== Data for the task ==
[Start of Attachment]

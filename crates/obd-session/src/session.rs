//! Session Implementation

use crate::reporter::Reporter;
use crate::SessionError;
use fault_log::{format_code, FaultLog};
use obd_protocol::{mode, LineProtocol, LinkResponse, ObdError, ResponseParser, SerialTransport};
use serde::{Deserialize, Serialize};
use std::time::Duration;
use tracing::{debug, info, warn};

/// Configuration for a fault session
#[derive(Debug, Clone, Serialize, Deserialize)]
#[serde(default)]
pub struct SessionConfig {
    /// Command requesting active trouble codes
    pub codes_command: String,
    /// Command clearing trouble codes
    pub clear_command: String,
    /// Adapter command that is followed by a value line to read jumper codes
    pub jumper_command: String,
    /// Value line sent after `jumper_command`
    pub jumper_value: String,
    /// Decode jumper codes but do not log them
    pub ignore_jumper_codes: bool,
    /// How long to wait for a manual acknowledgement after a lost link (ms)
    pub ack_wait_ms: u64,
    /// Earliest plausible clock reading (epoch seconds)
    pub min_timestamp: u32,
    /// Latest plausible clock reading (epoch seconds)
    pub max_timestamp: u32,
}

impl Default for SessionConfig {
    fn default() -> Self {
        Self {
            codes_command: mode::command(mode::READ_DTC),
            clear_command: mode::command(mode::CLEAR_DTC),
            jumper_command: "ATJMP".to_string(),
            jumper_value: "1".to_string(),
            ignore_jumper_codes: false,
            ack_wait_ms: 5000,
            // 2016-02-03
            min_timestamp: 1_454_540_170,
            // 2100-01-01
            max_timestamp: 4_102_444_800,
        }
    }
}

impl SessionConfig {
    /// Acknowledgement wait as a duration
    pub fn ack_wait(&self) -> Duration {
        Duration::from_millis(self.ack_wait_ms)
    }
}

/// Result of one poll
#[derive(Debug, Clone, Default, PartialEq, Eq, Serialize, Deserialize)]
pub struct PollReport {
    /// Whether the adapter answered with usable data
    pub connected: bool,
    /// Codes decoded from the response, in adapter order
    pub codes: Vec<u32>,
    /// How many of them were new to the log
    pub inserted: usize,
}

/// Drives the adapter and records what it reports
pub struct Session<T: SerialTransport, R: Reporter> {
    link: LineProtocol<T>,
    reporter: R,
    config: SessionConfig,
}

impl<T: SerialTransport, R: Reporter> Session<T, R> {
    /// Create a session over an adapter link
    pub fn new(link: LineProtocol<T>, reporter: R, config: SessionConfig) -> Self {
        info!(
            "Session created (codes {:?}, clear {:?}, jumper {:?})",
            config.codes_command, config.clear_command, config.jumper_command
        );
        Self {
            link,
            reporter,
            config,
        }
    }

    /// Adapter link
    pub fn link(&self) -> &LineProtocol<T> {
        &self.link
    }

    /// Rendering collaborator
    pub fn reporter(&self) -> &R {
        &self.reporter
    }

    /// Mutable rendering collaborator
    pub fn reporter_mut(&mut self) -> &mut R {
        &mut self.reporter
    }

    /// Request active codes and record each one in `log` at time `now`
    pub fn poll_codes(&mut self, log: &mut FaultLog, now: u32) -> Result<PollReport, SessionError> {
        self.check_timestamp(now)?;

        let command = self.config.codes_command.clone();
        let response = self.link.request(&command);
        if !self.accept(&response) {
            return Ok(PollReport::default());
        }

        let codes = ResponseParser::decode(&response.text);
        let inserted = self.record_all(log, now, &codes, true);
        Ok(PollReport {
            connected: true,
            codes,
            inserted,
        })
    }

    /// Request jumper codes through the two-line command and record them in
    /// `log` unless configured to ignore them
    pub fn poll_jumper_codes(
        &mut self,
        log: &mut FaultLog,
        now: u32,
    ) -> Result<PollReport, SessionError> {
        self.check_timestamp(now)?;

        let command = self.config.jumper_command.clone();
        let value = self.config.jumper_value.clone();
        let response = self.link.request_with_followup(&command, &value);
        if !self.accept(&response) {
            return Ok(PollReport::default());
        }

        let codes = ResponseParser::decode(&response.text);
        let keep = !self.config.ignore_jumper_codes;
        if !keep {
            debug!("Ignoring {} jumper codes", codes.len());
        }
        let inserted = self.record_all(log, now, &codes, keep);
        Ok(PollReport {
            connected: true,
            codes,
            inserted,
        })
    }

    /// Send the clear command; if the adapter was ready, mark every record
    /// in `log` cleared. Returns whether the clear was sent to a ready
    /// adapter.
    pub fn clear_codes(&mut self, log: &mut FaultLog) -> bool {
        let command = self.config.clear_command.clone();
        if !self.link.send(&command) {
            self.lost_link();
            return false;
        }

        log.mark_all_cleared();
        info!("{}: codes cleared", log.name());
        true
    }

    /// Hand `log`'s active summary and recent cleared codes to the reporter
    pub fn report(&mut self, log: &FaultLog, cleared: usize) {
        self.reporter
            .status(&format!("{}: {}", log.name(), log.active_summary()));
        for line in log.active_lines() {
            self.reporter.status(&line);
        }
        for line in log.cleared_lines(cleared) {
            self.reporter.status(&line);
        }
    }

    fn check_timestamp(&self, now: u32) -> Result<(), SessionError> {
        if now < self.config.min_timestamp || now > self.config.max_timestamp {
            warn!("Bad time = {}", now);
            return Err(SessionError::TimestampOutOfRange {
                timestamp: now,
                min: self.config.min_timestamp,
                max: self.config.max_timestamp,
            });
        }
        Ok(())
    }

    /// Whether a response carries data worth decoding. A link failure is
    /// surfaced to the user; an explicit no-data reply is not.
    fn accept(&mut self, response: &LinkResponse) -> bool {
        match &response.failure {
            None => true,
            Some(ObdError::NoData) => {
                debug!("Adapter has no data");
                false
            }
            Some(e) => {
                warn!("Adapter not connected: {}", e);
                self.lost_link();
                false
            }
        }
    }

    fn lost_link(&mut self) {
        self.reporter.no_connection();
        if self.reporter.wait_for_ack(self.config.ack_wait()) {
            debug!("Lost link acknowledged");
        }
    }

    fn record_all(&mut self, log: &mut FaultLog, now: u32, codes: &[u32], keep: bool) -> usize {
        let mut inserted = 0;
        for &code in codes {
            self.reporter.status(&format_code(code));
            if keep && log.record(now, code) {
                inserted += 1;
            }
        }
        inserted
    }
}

[End of Attachment]
[Start of Attachment]

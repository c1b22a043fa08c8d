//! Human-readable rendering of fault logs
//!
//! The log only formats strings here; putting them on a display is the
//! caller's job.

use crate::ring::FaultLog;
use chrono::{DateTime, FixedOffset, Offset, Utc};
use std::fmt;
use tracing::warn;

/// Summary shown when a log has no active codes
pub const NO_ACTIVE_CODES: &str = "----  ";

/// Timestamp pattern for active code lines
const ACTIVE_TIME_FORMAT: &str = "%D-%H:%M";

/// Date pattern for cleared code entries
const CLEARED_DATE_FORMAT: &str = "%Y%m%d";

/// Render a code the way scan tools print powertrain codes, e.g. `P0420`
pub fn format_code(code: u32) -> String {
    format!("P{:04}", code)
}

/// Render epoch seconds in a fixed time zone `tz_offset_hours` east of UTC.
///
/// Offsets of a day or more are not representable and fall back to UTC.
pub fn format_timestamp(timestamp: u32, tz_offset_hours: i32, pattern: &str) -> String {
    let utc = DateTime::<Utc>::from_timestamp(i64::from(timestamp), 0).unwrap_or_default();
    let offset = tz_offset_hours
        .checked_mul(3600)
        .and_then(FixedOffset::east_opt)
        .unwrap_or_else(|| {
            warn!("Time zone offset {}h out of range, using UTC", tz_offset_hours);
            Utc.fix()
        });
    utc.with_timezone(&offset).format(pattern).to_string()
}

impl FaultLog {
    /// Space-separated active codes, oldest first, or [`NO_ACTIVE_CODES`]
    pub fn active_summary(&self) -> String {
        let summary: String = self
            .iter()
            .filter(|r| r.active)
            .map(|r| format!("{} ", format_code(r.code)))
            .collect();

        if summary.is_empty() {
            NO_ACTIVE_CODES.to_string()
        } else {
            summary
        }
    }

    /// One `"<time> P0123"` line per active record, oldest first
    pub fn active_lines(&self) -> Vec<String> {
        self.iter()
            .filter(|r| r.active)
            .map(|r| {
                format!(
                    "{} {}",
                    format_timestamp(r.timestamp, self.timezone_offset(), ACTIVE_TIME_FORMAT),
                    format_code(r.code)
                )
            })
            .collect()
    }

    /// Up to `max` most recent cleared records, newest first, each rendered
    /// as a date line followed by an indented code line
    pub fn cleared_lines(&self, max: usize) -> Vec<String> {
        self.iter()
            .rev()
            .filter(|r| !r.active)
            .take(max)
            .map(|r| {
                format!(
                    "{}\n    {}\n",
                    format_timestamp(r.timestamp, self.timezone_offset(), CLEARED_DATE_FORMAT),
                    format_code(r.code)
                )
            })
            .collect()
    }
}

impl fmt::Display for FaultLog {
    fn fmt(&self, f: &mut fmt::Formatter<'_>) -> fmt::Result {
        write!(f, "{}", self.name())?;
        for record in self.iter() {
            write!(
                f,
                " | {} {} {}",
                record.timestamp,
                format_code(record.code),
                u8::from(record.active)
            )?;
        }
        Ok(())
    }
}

[End of Attachment]

== What this task involves ==
A word-for-word copy of the lines above from the one with "filename crates/obd-session/src/session.rs" through the one with "#[serde(default)]", inclusive, is the only output wanted.

== Output below ==
filename crates/obd-session/src/session.rs
//! Session Implementation

use crate::reporter::Reporter;
use crate::SessionError;
use fault_log::{format_code, FaultLog};
use obd_protocol::{mode, LineProtocol, LinkResponse, ObdError, ResponseParser, SerialTransport};
use serde::{Deserialize, Serialize};
use std::time::Duration;
use tracing::{debug, info, warn};

/// Configuration for a fault session
#[derive(Debug, Clone, Serialize, Deserialize)]
#[serde(default)]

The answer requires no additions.